Friday, March 1, 2013

What Remains


The Best Bits of What Remains from Carole Radziwill, which is a memoir of her marriage with a man who died of cancer and the death of her friends, JFK Jr and Carolyn Bessette.

The thing is, one of us is sick and the other sits by the bed, and some days it seems that’s all we know. There was a hint of what we might have had when we first met, but it was overshadowed. We might have been the sort of couple who gave dinner parties. There might have been children, or maybe a dog. We were both headstrong and stubborn, so we might have fought a lot, or we might have been people other couples make fun of, sappy and giggly and always holding hands. But cancer showed up like an unplanned pregnancy and completely defined who we were together.

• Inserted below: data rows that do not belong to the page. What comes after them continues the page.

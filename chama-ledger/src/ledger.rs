//! The [`Ledger`] handle shared by lifecycle, quorum, and release operations.

use std::sync::Arc;

use chama_core::settings::{RevotePolicy, Settings};
use chama_core::types::{Collection, EntityKind, FinancialRecord, ProvisionalId};
use chama_core::{LocalStore, MembershipProvider};

use crate::error::LedgerError;

/// Approval-gated view over a local store.
///
/// Canonical ids are issued under the process-wide
/// [`allocator_lock`](crate::lifecycle::allocator_lock), shared by every
/// `Ledger` and by the pull-side duplicate repair.
pub struct Ledger<S, M> {
    pub(crate) store: Arc<S>,
    pub(crate) members: Arc<M>,
    pub(crate) revote_policy: RevotePolicy,
    pub(crate) id_allocation_attempts: u32,
}

impl<S: LocalStore, M: MembershipProvider> Ledger<S, M> {
    pub fn new(store: Arc<S>, members: Arc<M>) -> Self {
        Self::with_settings(store, members, &Settings::default())
    }

    pub fn with_settings(store: Arc<S>, members: Arc<M>, settings: &Settings) -> Self {
        Self {
            store,
            members,
            revote_policy: settings.revote_policy,
            id_allocation_attempts: settings.id_allocation_attempts.max(1),
        }
    }

    pub fn store(&self) -> &S {
        &self.store
    }

    pub fn members(&self) -> &M {
        &self.members
    }

    /// Locate a record by provisional id across every record collection.
    pub fn find_record(&self, id: &ProvisionalId) -> Result<FinancialRecord, LedgerError> {
        for kind in EntityKind::all() {
            if let Some(record) = self
                .store
                .get::<FinancialRecord>(Collection::Records(*kind), &id.0)?
            {
                return Ok(record);
            }
        }
        Err(LedgerError::NotFound(id.clone()))
    }

    /// Every record of one kind, ordered by provisional id.
    pub fn list(&self, kind: EntityKind) -> Result<Vec<FinancialRecord>, LedgerError> {
        Ok(self.store.list(Collection::Records(kind))?)
    }
}
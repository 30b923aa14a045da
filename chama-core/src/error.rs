//! Error types for chama-core.

use std::path::PathBuf;

use thiserror::Error;

/// All errors that can arise from local store, roster, and settings access.
#[derive(Debug, Error)]
pub enum StoreError {
    /// Underlying I/O failure (file not found, permission denied, etc.).
    #[error("I/O error: {0}")]
    Io(#[from] std::io::Error),

    /// YAML serialization error (write/save path).
    #[error("YAML serialization error: {0}")]
    Yaml(#[from] serde_yaml::Error),

    /// JSON conversion error (in-memory store values).
    #[error("JSON conversion error: {0}")]
    Json(#[from] serde_json::Error),

    /// YAML parse error on load; includes file path and line context from serde_yaml.
    #[error("failed to parse {path}: {source}")]
    Parse {
        path: PathBuf,
        #[source]
        source: serde_yaml::Error,
    },

    /// `dirs::home_dir()` returned `None`: cannot locate `~/.chama/`.
    #[error("cannot determine home directory; set $HOME or equivalent")]
    HomeNotFound,

    /// Insert of a key that is already present.
    #[error("{collection}/{key} already exists")]
    AlreadyExists { collection: String, key: String },

    /// Update of a key that is not present.
    #[error("{collection}/{key} not found")]
    NotFound { collection: String, key: String },

    /// A thread panicked while holding the store lock.
    #[error("store lock poisoned")]
    Poisoned,
}
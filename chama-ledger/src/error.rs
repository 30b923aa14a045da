//! Error types for chama-ledger.

use thiserror::Error;

use chama_core::types::{EntityKind, ProvisionalId, UserId};
use chama_core::StoreError;

/// Errors from lifecycle, voting, and release operations.
///
/// Every variant is returned before any write happens, except where noted on
/// the operation itself.
#[derive(Debug, Error)]
pub enum LedgerError {
    /// An error from the local store.
    #[error("store error: {0}")]
    Store(#[from] StoreError),

    /// No record with this provisional id exists locally.
    #[error("record {0} not found")]
    NotFound(ProvisionalId),

    /// The draft failed validation.
    #[error("invalid draft: {0}")]
    InvalidDraft(String),

    /// The requested transition is not allowed from the record's state.
    #[error("invalid state: {0}")]
    InvalidState(String),

    /// The caller lacks the role the action requires.
    #[error("{user} is not authorized to {action}")]
    Unauthorized { user: UserId, action: &'static str },

    /// A second vote under the `first_final` revote policy.
    #[error("{voter} has already voted on {entity}")]
    DuplicateVote { entity: ProvisionalId, voter: UserId },

    /// The canonical-id allocator kept colliding.
    #[error("could not allocate a unique {kind} id after {attempts} attempts")]
    IdAllocationConflict { kind: EntityKind, attempts: u32 },

    /// A stored canonical id has no numeric suffix.
    #[error("malformed canonical id '{0}'")]
    MalformedCanonicalId(String),
}
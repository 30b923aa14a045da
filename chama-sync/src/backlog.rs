//! Push backlog: what is still waiting to leave this device.

use std::collections::BTreeMap;

use chrono::{DateTime, Utc};
use serde::Serialize;

use chama_core::types::{ApprovalVote, Collection, Entity, FinancialRecord};
use chama_core::LocalStore;

use crate::error::SyncError;

/// Unsynced entities of one collection.
#[derive(Debug, Clone, Default, PartialEq, Eq, Serialize)]
pub struct CollectionBacklog {
    pub total: usize,
    pub unsynced: usize,
    pub oldest_unsynced: Option<DateTime<Utc>>,
}

/// Backlog of every collection, keyed by collection name.
pub type Backlog = BTreeMap<String, CollectionBacklog>;

pub fn scan<S: LocalStore>(store: &S) -> Result<Backlog, SyncError> {
    let mut backlog = Backlog::new();
    for collection in Collection::all() {
        let entry = match collection {
            Collection::Records(_) => scan_collection::<S, FinancialRecord>(store, collection)?,
            Collection::Votes => scan_collection::<S, ApprovalVote>(store, collection)?,
        };
        backlog.insert(collection.name().to_string(), entry);
    }
    Ok(backlog)
}

/// Sum of unsynced entities across collections.
pub fn pending_total(backlog: &Backlog) -> usize {
    backlog.values().map(|c| c.unsynced).sum()
}

fn scan_collection<S: LocalStore, E: Entity>(
    store: &S,
    collection: Collection,
) -> Result<CollectionBacklog, SyncError> {
    let all: Vec<E> = store.list(collection)?;
    let unsynced: Vec<&E> = all.iter().filter(|e| !e.sync_flag()).collect();
    Ok(CollectionBacklog {
        total: all.len(),
        unsynced: unsynced.len(),
        oldest_unsynced: unsynced.iter().map(|e| e.updated_at()).min(),
    })
}

/// Compact age such as `42s`, `5m`, `3h`, `2d`.
pub fn format_datetime_age(timestamp: DateTime<Utc>) -> String {
    let age = Utc::now().signed_duration_since(timestamp).num_seconds().max(0) as u64;
    format_seconds(age)
}

pub fn format_seconds(seconds: u64) -> String {
    if seconds < 60 {
        return format!("{seconds}s");
    }
    if seconds < 60 * 60 {
        return format!("{}m", seconds / 60);
    }
    if seconds < 60 * 60 * 24 {
        return format!("{}h", seconds / (60 * 60));
    }
    format!("{}d", seconds / (60 * 60 * 24))
}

The night was ordinary. It usually is, I think, when your life changes. Most people aren’t doing anything special when the carefully placed pieces of their life break apart.

But when it doesn’t feel like you’re turning, it feels wrong to correct it. He wouldn’t have corrected it enough. He wouldn’t have corrected it at all. He would have followed what his senses were telling him to do—an overwhelming feeling of what he should do—and it would be exactly the wrong thing.

We never seem to fight about interesting things—always passionately about the trivial: our different manner of cutting tomatoes, driving techniques, the high frequency with which I wash clothes and how much detergent is appropriate to use.

The dandelion is a gawky yellow flower that blooms and then collapses into a soft, clumsy one that little children blow wishes on. There was a sea of dandelions in our back yard on Madison Hill, and Grandma Binder, swinging her scythe, would mount a futile attack on them in her housedress and apron. They grew into a clotted forest of long, milky necks in the backyard, and the best she could hope for was just to cut them down to stubs. It starts with one slouchy weed—pluck it out and it’s gone. You never quite remember, can’t pinpoint the time between when there was one weed and a sea of them. There was a time when the thing seemed manageable, and then we were looking backward over our shoulders, running away from it. You never stop thinking you might have beaten it somehow, and there were moments when we thought we had. Your husband can be dead years, and you can’t stop thinking how you might have beaten it. Or how they could have left ten minutes earlier, or the next morning. Or that damn lighthouse could have flickered through the fog.

It steals in the moment we feel invincible. It depended on our denial, our disbelief. Cancer is nothing if not discreet. Look at me, it whispers. I dare you, say my name on this sunny day with your future spread wide.

Nothing is ever as it seems. We hide our reality from the outside world and from each other. We float along on process, Anthony and I—What will we have for dinner, did you call your mother, what time do you think you’ll be home? Phone calls and kisses and thank-you notes. You can lose a whole life on that.